## Provided records
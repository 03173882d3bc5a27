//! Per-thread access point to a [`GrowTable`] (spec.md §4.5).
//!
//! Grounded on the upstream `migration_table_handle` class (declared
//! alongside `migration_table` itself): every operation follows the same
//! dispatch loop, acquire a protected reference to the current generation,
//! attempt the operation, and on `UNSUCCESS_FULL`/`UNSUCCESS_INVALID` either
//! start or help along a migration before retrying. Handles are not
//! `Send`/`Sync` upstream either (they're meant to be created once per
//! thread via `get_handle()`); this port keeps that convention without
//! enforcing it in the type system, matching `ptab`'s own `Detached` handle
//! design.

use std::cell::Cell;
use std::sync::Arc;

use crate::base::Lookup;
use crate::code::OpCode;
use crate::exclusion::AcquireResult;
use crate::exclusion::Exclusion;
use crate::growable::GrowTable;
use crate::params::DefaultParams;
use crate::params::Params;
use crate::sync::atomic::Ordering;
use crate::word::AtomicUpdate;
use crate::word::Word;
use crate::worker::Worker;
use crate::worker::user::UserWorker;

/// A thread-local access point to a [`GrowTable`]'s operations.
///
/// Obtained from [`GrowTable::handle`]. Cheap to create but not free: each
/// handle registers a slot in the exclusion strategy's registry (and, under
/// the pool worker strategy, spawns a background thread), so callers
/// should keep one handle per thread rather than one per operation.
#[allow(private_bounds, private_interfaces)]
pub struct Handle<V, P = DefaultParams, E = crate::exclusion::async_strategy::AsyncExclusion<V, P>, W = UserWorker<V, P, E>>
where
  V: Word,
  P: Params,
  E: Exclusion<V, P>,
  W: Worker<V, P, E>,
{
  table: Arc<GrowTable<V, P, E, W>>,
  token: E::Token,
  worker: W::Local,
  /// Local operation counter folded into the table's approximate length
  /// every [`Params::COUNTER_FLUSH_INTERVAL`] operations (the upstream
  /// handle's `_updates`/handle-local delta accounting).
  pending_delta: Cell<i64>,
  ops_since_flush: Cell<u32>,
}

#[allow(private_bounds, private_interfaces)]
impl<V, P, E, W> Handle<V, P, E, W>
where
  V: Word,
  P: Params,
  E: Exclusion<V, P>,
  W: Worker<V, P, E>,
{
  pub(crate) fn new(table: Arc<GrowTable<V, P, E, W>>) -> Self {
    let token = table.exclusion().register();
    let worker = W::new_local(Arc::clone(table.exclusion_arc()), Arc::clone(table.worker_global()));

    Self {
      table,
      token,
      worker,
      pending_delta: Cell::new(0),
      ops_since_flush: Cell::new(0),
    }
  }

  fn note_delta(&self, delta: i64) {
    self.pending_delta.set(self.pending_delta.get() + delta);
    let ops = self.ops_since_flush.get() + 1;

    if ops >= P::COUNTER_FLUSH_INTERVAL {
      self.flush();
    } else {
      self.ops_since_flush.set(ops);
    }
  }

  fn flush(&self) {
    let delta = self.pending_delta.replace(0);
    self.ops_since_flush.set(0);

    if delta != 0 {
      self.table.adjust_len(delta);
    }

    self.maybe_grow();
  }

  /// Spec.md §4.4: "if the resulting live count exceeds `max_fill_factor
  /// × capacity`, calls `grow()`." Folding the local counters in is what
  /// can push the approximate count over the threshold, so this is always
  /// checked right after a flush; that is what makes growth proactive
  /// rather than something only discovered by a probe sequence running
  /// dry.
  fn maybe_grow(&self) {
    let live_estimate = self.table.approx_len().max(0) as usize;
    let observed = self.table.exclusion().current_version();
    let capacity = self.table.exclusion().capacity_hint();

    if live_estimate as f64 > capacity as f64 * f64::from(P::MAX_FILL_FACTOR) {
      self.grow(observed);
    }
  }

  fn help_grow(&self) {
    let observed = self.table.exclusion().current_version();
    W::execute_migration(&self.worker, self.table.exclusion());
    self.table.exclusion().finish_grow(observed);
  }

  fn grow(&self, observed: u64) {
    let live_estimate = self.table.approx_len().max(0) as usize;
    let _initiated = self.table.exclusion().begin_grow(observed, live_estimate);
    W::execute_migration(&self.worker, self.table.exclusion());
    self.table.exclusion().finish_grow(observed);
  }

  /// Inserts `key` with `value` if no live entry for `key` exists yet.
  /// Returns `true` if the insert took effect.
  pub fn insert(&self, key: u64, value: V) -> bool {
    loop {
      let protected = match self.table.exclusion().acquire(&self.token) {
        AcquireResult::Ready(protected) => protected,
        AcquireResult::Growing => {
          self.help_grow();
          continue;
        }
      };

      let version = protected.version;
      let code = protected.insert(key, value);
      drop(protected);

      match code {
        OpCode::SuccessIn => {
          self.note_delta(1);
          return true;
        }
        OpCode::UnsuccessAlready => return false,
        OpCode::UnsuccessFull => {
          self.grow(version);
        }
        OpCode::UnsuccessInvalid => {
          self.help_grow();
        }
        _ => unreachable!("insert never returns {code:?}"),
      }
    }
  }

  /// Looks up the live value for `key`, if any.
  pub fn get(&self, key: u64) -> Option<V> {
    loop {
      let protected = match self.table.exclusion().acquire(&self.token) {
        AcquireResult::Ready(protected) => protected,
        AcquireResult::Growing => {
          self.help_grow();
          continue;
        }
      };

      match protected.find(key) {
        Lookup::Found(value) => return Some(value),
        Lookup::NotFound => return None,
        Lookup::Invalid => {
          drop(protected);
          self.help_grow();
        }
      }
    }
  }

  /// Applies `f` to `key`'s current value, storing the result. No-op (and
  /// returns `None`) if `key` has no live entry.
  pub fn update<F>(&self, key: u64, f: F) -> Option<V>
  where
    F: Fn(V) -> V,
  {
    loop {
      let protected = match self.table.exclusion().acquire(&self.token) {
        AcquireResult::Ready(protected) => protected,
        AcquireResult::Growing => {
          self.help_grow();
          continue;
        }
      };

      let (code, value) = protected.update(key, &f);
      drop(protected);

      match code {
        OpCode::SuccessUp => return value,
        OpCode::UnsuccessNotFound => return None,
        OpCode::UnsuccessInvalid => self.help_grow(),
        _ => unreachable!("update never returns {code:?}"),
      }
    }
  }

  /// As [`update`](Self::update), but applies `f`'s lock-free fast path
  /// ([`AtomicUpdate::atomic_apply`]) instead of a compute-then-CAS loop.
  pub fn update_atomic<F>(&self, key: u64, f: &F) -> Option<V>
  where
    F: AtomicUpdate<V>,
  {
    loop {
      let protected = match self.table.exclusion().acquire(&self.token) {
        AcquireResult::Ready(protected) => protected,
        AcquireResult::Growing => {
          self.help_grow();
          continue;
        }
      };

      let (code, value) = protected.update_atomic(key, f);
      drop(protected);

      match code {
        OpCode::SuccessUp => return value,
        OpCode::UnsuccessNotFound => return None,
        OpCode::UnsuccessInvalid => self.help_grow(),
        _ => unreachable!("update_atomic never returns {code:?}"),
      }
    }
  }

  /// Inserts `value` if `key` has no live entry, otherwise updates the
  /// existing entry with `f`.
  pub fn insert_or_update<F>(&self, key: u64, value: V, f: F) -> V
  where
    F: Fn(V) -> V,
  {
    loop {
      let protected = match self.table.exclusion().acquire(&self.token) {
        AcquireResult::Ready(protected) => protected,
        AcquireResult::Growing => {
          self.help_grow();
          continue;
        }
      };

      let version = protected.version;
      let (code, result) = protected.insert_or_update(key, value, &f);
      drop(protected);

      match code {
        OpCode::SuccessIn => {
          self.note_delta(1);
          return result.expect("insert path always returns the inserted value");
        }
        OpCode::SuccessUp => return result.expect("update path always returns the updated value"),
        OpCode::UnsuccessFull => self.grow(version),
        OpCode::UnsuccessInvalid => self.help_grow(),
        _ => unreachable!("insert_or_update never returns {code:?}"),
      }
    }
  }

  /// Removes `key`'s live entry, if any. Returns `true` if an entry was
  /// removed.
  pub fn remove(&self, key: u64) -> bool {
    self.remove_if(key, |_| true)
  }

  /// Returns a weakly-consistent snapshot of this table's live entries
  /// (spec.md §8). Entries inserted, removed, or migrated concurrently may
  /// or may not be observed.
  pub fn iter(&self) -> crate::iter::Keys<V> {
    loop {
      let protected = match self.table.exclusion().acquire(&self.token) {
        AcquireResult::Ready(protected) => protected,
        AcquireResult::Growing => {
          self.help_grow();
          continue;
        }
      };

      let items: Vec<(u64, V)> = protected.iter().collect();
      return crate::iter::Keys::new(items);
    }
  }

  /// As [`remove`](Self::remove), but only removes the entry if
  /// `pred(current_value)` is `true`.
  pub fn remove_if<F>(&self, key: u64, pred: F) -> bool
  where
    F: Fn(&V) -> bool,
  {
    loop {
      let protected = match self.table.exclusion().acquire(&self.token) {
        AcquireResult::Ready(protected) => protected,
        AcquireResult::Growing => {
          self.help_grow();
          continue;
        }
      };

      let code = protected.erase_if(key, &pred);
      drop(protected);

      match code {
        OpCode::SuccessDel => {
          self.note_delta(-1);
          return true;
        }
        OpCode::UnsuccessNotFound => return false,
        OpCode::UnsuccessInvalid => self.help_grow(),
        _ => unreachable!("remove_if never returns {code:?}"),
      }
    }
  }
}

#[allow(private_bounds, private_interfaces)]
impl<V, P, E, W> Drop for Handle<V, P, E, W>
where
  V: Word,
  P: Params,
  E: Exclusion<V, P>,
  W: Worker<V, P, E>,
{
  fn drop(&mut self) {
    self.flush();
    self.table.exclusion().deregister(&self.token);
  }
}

## What you should do
Report back each line of the entries that holds the string "Cell".

## Response below
use std::cell::Cell;
  pending_delta: Cell<i64>,
  ops_since_flush: Cell<u32>,
      pending_delta: Cell::new(0),
      ops_since_flush: Cell::new(0),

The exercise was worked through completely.